ASSIGNED TASK:
Transcribe exactly the line containing "if !prune(&mut function.body, &used)" and every line after it, through the end of the records below.

(Dataset entries)
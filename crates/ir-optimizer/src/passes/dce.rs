//! Dead Code Elimination

use crate::{FunctionContext, FunctionPass, OptimizerError};
use codegen_ir::{Function, Inst, Reg};
use std::collections::HashSet;

/// Removes loads and arithmetic whose results are never used, and loops
/// that no longer do anything
#[derive(Debug, Default)]
pub struct DeadCodeElimination;

impl DeadCodeElimination {
    pub fn new() -> Self {
        Self
    }

    /// Remove dead instructions until none are left, returning whether
    /// anything was removed
    pub fn sweep(function: &mut Function) -> bool {
        let mut changed = false;
        loop {
            let used: HashSet<Reg> = function.body.iter().flat_map(Inst::uses).collect();
            if !prune(&mut function.body, &used) {
                return changed;
            }
            changed = true;
        }
    }
}

impl FunctionPass for DeadCodeElimination {
    fn name(&self) -> &'static str {
        "dce"
    }

    fn run(&mut self, function: &mut Function, _context: &FunctionContext<'_>) -> Result<bool, OptimizerError> {
        Ok(Self::sweep(function))
    }
}

fn prune(body: &mut Vec<Inst>, used: &HashSet<Reg>) -> bool {
    let before = body.len();
    let mut changed = false;
    for inst in body.iter_mut() {
        if let Inst::Loop(l) = inst {
            changed |= prune(&mut l.body, used);
        }
    }
    body.retain(|inst| match inst {
        Inst::Loop(l) => !l.body.is_empty() && l.trip_count > 0,
        other => other.has_side_effects() || other.def().map_or(true, |d| used.contains(&d)),
    });
    changed || body.len() != before
}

RESPONSE TO THIS EXERCISE:
            if !prune(&mut function.body, &used) {
                return changed;
            }
            changed = true;
        }
    }
}

impl FunctionPass for DeadCodeElimination {
    fn name(&self) -> &'static str {
        "dce"
    }

    fn run(&mut self, function: &mut Function, _context: &FunctionContext<'_>) -> Result<bool, OptimizerError> {
        Ok(Self::sweep(function))
    }
}

fn prune(body: &mut Vec<Inst>, used: &HashSet<Reg>) -> bool {
    let before = body.len();
    let mut changed = false;
    for inst in body.iter_mut() {
        if let Inst::Loop(l) = inst {
            changed |= prune(&mut l.body, used);
        }
    }
    body.retain(|inst| match inst {
        Inst::Loop(l) => !l.body.is_empty() && l.trip_count > 0,
        other => other.has_side_effects() || other.def().map_or(true, |d| used.contains(&d)),
    });
    changed || body.len() != before
}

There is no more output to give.